** Stored items **
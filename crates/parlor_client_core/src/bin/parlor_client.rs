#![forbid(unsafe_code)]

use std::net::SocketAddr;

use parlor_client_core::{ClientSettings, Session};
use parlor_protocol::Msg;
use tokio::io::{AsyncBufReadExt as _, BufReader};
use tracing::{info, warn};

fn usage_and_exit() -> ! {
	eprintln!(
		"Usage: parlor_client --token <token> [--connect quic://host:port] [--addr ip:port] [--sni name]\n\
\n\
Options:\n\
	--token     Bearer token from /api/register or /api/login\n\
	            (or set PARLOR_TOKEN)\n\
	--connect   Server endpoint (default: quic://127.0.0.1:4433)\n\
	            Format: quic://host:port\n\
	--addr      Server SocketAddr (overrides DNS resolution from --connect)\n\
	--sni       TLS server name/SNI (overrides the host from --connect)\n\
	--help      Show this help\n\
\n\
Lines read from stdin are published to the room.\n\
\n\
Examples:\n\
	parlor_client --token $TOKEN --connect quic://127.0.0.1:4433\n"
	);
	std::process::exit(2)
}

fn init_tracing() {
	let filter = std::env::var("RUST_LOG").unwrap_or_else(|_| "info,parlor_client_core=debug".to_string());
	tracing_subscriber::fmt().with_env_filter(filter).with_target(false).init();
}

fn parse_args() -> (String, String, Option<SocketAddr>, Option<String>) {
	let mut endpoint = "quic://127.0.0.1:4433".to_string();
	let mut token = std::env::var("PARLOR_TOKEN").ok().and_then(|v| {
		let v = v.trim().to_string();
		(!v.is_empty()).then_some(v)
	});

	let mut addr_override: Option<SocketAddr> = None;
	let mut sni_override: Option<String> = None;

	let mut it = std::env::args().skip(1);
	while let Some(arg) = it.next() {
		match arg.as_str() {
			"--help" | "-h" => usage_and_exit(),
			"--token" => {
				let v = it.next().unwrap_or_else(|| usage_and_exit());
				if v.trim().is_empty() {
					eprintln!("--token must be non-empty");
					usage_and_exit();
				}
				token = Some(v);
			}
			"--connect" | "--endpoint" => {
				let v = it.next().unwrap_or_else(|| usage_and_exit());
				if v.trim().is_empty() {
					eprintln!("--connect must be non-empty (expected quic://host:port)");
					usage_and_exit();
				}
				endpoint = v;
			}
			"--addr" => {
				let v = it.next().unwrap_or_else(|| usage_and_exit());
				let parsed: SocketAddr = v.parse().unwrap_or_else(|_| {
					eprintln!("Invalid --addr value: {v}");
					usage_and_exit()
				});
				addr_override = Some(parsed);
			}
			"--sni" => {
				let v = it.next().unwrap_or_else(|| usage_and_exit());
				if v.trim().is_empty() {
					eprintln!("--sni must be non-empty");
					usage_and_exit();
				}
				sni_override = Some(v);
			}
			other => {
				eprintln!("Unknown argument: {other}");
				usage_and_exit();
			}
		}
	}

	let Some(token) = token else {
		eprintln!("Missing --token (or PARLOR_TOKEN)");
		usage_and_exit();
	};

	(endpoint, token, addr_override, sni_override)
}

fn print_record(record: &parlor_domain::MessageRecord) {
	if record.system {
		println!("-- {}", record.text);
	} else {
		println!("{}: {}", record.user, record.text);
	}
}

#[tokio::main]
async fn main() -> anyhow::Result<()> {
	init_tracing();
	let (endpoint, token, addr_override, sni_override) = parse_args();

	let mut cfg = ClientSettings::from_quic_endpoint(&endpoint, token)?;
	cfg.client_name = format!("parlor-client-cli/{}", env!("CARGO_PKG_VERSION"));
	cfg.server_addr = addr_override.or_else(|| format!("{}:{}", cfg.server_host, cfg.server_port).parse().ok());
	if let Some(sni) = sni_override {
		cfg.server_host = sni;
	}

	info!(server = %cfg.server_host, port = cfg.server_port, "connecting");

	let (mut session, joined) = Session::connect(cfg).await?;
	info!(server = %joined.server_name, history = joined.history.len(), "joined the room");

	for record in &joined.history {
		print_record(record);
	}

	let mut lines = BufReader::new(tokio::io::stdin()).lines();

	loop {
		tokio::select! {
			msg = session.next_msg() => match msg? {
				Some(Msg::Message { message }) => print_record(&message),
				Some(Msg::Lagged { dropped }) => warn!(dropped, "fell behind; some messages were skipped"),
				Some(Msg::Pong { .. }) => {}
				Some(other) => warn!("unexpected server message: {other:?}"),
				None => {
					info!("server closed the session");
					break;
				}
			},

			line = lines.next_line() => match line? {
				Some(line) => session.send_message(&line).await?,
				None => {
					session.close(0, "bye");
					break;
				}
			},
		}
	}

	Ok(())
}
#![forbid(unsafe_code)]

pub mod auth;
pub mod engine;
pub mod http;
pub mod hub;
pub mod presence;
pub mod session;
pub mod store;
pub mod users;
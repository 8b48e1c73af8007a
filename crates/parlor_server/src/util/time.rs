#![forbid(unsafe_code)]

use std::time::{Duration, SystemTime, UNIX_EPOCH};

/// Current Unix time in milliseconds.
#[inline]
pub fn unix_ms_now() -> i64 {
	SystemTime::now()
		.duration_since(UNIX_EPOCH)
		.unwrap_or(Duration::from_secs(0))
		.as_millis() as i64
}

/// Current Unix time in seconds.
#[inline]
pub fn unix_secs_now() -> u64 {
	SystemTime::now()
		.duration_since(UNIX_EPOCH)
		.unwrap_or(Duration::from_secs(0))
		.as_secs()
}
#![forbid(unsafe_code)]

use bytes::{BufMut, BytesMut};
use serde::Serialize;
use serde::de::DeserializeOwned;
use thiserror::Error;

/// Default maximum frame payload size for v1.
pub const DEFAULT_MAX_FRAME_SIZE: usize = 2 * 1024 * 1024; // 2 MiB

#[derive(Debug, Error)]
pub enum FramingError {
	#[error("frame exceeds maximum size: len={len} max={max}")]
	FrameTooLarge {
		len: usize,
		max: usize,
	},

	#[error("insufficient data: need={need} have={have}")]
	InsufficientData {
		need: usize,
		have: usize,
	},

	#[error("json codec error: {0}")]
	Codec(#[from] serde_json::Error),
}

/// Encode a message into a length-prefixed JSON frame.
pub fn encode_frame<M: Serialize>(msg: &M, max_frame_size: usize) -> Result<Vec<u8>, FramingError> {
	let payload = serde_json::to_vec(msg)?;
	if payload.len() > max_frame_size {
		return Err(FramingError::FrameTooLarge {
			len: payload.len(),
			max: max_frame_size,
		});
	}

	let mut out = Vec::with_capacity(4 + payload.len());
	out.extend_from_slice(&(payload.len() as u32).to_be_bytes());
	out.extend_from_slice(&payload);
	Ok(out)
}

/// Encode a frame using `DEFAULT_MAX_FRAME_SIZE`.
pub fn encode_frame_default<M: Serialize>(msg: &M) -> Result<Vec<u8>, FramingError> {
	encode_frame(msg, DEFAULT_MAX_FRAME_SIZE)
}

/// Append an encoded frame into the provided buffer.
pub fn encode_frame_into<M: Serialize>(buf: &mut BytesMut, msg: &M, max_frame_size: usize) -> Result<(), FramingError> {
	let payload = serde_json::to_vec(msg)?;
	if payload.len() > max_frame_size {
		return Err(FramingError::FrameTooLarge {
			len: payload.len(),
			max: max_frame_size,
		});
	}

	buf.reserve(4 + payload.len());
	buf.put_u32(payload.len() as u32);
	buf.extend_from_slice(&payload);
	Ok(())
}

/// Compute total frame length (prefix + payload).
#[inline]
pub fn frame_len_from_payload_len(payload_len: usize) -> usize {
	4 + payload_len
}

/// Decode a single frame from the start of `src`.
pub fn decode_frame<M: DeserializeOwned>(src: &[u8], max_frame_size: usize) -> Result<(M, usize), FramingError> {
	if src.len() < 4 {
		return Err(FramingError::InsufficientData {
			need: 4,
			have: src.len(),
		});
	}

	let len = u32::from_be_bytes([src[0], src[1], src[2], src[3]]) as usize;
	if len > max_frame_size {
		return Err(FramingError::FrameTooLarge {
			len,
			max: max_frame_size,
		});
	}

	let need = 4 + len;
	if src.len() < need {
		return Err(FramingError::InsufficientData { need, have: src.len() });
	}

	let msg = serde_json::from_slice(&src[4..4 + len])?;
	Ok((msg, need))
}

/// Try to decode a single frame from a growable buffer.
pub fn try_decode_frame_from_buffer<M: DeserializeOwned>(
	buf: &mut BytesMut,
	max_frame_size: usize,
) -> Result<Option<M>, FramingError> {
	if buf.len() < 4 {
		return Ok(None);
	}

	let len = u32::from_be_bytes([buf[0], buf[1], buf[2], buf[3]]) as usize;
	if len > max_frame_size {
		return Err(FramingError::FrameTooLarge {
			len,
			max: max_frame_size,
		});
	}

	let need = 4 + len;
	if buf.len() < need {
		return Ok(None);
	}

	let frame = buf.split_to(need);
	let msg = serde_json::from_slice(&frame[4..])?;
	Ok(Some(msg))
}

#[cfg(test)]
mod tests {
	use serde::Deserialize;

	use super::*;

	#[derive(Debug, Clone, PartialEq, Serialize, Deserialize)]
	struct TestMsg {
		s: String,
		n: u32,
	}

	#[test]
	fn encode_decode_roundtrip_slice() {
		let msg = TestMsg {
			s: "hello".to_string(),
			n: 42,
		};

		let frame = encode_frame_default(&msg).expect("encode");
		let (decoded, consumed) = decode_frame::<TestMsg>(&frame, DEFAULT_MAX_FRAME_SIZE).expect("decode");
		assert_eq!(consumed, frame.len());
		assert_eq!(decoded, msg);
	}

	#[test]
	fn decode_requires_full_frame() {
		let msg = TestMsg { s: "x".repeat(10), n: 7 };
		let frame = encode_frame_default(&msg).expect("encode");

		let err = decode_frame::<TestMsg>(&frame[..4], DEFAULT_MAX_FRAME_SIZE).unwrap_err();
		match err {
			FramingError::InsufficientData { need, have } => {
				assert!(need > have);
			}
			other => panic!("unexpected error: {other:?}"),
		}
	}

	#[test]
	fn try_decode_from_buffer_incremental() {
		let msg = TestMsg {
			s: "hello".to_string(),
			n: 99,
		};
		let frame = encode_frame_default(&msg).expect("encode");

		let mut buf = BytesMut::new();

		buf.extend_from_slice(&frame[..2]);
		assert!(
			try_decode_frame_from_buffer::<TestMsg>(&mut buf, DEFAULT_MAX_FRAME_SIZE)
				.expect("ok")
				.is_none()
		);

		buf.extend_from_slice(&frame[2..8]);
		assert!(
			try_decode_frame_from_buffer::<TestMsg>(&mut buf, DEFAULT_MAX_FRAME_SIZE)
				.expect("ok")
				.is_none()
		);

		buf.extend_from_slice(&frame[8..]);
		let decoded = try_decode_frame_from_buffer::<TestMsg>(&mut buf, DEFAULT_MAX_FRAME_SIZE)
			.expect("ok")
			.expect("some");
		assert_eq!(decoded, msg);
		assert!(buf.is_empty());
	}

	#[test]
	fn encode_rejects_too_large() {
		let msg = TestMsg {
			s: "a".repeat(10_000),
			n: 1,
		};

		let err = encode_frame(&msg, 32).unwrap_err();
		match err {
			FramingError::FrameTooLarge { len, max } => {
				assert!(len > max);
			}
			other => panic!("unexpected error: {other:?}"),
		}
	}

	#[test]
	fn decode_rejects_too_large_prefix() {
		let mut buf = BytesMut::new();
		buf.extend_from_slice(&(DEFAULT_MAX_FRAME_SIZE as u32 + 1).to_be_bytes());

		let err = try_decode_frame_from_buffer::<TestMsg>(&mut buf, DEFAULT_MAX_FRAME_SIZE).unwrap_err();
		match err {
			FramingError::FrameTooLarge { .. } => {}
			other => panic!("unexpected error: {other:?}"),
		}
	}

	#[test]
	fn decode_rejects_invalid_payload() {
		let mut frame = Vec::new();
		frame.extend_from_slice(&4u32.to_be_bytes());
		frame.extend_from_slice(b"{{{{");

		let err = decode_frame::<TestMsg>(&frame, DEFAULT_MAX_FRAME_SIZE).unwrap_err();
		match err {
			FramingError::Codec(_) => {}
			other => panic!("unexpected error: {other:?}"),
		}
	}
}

** Aim of the exercise **
The answer must be every line of the data that holds the word "BufReader".

** Written response **
use tokio::io::{AsyncBufReadExt as _, BufReader};
	let mut lines = BufReader::new(tokio::io::stdin()).lines();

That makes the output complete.